**Claire Vo** (0:00)
Today, I am doing a very strange episode where I'm going to create a video avatar of myself, and in about 15 minutes, get to a full minute long video starring none other than your favorite podcast host, Claire Ho. Let's get to it. This episode is brought to you by Merge. Building an AI product is one thing. The hard part is everything around it. Connecting to the tools your team and customers rely on, letting agents take action with the right permissions, and keeping everything reliable and cost efficient once you're in production. Most teams end up piecing that together themselves. So instead of building the products you actually care about, you get pulled into integrations, permissions, routing, and all the infrastructure underneath. Merge is the infrastructure layer for production AI. It connects to thousands of tools, gives agents secure ways to act inside them, and optimizes model routing and spend, without you building or owning any of it. OpenAI, Dropbox, and Ramp already use Merge to move fast and build AI right. Visit merge.dev slash How I AI to start building for free. This episode of How I AI is going to be an adventure because I'm going to be honest, I'm not 100 percent sure this is going to work. I'm going to return to a product I covered very briefly a couple of weeks ago called Google Flow and the new Gemini Omni video generation model. And I'm going to try really hard to create an AI avatar of myself that we can animate, or I guess, cinematically create using AI. So this is Google Flow and one of the features of Google Flow and the Omni model is you are supposed to be able to create an avatar of yourself. Now, we tried this the day it came out. It did not work, but we're going to give it another call it a try and see if we can get a full-featured avatar of myself that then we can go and build consistent character videos off of. So I'm going to select up here. I'm going to create an avatar. We're going to click get started. I'm going to scan this QR code. I have my phone here. I've done this before, so hopefully it'll be fast. Okay, I'm going to put the mic away just for one second. I'm going to allow access to my camera and we're just going to take some photos. Okay, ready? Start.

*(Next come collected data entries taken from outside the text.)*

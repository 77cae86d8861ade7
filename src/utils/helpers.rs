//! Small numeric helpers shared by the managers, grounded on the
//! teacher's own `src/utils/helpers.rs`.

use rayon::prelude::*;

use crate::payload::CellPayload;

/// Running totals `[v0, v0+v1, v0+v1+v2, ...]`, used to turn per-rank
/// loads into the global prefix-sum vector `S` from spec.md §4.8.
pub fn prefix_sums(values: &[f64]) -> Vec<f64> {
    let mut running = 0.0;
    values
        .iter()
        .map(|v| {
            running += v;
            running
        })
        .collect()
}

/// The target process for a position in the global load order: the
/// first `p` whose `target_prefix[p]` is at or past `cumulative_load`.
pub fn target_process(cumulative_load: f64, target_prefix: &[f64]) -> usize {
    target_prefix
        .iter()
        .position(|&t| cumulative_load <= t + f64::EPSILON)
        .unwrap_or(target_prefix.len() - 1)
}

/// Sums `payload.load(true)` over a slice of leaf payloads, the shape
/// [`crate::manager::balance`]'s local load assessment needs (spec.md
/// §4.8 step 1, "each process sums `payload.getLoad(isLeaf=true)`
/// across its owned leaves"). Runs the per-leaf reduction over `rayon`'s
/// `par_iter`, since a rank's owned-leaf count can be large.
pub fn total_load<P: CellPayload>(payloads: &[P]) -> f64 {
    payloads.par_iter().map(|p| p.load(true)).sum()
}

#[cfg(test)]
mod tests {
    use super::*;

    #[test]
    fn prefix_sums_accumulates() {
        assert_eq!(prefix_sums(&[1.0, 2.0, 3.0]), vec![1.0, 3.0, 6.0]);
    }

    #[test]
    fn target_process_picks_the_first_boundary_at_or_past_the_load() {
        let target_prefix = vec![3.0, 6.0, 9.0];
        assert_eq!(target_process(2.5, &target_prefix), 0);
        assert_eq!(target_process(3.0, &target_prefix), 0);
        assert_eq!(target_process(3.5, &target_prefix), 1);
        assert_eq!(target_process(9.0, &target_prefix), 2);
    }
}
//! The four distributed mesh managers (spec.md §4.5-§4.9), each a free
//! function over a `&mut Forest` plus (where relevant) a `&dyn
//! Collective` — translated from the original's small manager objects
//! (three integers and a communicator reference) into plain functions,
//! since Rust favors functions over structs with no real state of their
//! own.

pub mod balance;
pub mod coarsen;
pub mod ghost;
pub mod min_level;
pub mod refine;
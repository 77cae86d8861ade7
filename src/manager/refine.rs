//! Refine (spec.md §4.6), grounded on
//! `tamra/includes/core/manager/RefineManager.h`.

use log::debug;

use crate::core::cell::CellRef;
use crate::core::forest::Forest;
use crate::core::indicator::{Action, Ownership};
use crate::parallel::collective::Collective;
use crate::payload::{CellPayload, ExtrapolateFn};

/// Splits every owned leaf marked `Refine` whose level is below
/// `max_level` (spec.md §4.6). `split` itself triggers the 2:1 cascade,
/// so neighbor splits propagate automatically; this function only acts
/// on this process's cells. Returns `true` iff at least one split
/// occurred on any process (spec.md's adopted REDESIGN FLAG: logical OR
/// across ranks via `allreduce`).
pub fn refine<P: CellPayload>(forest: &mut Forest<P>, collective: &dyn Collective, extrapolate: &ExtrapolateFn<P>) -> bool {
    debug!("refine: rank={}", collective.rank());
    let max_level = forest.max_level();
    let candidates: Vec<CellRef> = forest
        .all_leaves()
        .filter(|&c| {
            let indicator = forest.indicator(c);
            indicator.ownership() == Ownership::ThisProc && indicator.action() == Action::Refine && forest.level(c) < max_level
        })
        .collect();

    let mut changed = false;
    for cell in candidates {
        let indicator = forest.indicator(cell);
        if forest.is_leaf(cell) && indicator.action() == Action::Refine && forest.level(cell) < max_level {
            if forest.is_root(cell) {
                forest.split_root(cell, extrapolate);
            } else {
                forest.split(cell, extrapolate);
            }
            changed = true;
        }
    }

    collective.allreduce_any(changed)
}

#[cfg(test)]
mod tests {
    use super::*;
    use crate::core::forest::Dims;
    use crate::parallel::local::LocalCollective;
    use crate::payload::{copy_extrapolate, Scalar};

    #[test]
    fn refine_splits_marked_leaves_and_reports_change() {
        let mut forest: Forest<Scalar> = Forest::new(Dims::new(2, 2, 0), 3);
        let (_, root) = forest.add_root();
        forest.split(root, &copy_extrapolate);
        let children: Vec<CellRef> = forest.children_of(forest.child_oct(root).unwrap()).to_vec();
        forest.indicator_mut(children[0]).set_to_refine();
        forest.indicator_mut(children[3]).set_to_refine();

        let collective = LocalCollective;
        let changed = refine(&mut forest, &collective, &copy_extrapolate);
        assert!(changed);
        assert_eq!(forest.leaf_count(), 10);
    }

    /// A second refine round on top of the first: one marked grandchild
    /// sits on the face shared with an untouched level-1 sibling, so
    /// splitting it forces that sibling's 2:1 cascade first (+3 leaves
    /// there, +3 for the grandchild itself); the other marked grandchild
    /// sits in the domain's outer corner, face-adjacent only to cells
    /// already at its own level, so it splits clean (+3). 10 + 3+3+3 = 19.
    #[test]
    fn second_refine_round_forces_one_cascade_and_leaves_nineteen() {
        let mut forest: Forest<Scalar> = Forest::new(Dims::new(2, 2, 0), 3);
        let (_, root) = forest.add_root();
        forest.split(root, &copy_extrapolate);
        let children: Vec<CellRef> = forest.children_of(forest.child_oct(root).unwrap()).to_vec();
        forest.indicator_mut(children[0]).set_to_refine();
        forest.indicator_mut(children[3]).set_to_refine();

        let collective = LocalCollective;
        assert!(refine(&mut forest, &collective, &copy_extrapolate));
        assert_eq!(forest.leaf_count(), 10);

        let c0_adjacent_to_c1 = forest.direction_table().coords_to_sibling_number(&[1, 0]);
        let c3_outer_corner = forest.direction_table().coords_to_sibling_number(&[1, 1]);
        let c0_children = forest.children_of(forest.child_oct(children[0]).unwrap()).to_vec();
        let c3_children = forest.children_of(forest.child_oct(children[3]).unwrap()).to_vec();
        forest.indicator_mut(c0_children[c0_adjacent_to_c1]).set_to_refine();
        forest.indicator_mut(c3_children[c3_outer_corner]).set_to_refine();

        assert!(refine(&mut forest, &collective, &copy_extrapolate));
        assert_eq!(forest.leaf_count(), 19);
    }

    #[test]
    fn refine_reports_no_change_when_nothing_is_marked() {
        let mut forest: Forest<Scalar> = Forest::new(Dims::new(2, 0, 0), 3);
        forest.add_root();
        let collective = LocalCollective;
        assert!(!refine(&mut forest, &collective, &copy_extrapolate));
    }

    #[test]
    fn refine_ignores_cells_owned_by_another_process() {
        let mut forest: Forest<Scalar> = Forest::new(Dims::new(2, 2, 0), 3);
        let (_, root) = forest.add_root();
        forest.indicator_mut(root).set_to_refine();
        forest.indicator_mut(root).set_to_other_proc();
        let collective = LocalCollective;
        assert!(!refine(&mut forest, &collective, &copy_extrapolate));
        assert!(forest.is_leaf(root));
    }
}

17, 81, 49, 20, 25, 22 Okay, now it's having me turn my head.
So I turn my head that way, give me a check mark, turn my head the other way. It's giving me a check mark.
And it says we're done. Now, it said we were done last time we tried this. So we're going to see, it's going to take a couple of minutes, and then we will come back and see if I can actually use this avatar of myself. Okay, so look at this beauty. There's this fisheye lens version of me that is now an avatar. So I supposedly can use this. And let's use it to create a hype video for the How I AI podcast. So I'm going to go in here and say, help me create a storyboard for a hype video.
For the How I AI podcast, I already have a character named Me. We can reference, help me come up with the few scenes that would make this great. This is a podcast by Claire about the best ways to use AI at work and in life! Exclamation mark. Okay, so what I love about Flow or what is pitched to me about Flow is that it's not just a video generation tool, it's actually a whole creative suite. And so ideally, it's going to be able to help me not only animate or video generate this avatar of myself, it's also going to help me actually brainstorm what this overall video could be. And I'm creative, but I'm not video creative, so I'm excited to see what it looks like. So how do you imagine Claire, is she in a modern studio or perhaps a bright area home office? Should it feel high tech and sleek or more grounded and lifestyle focused? And are we going for high energy and fast pace and thoughtful and inspiring? So I'm going to say she is in a dark home office, dark green walls with books about AI and fun posters lighting around. This should be more authentic lifestyle version, but it's high tech and about coding.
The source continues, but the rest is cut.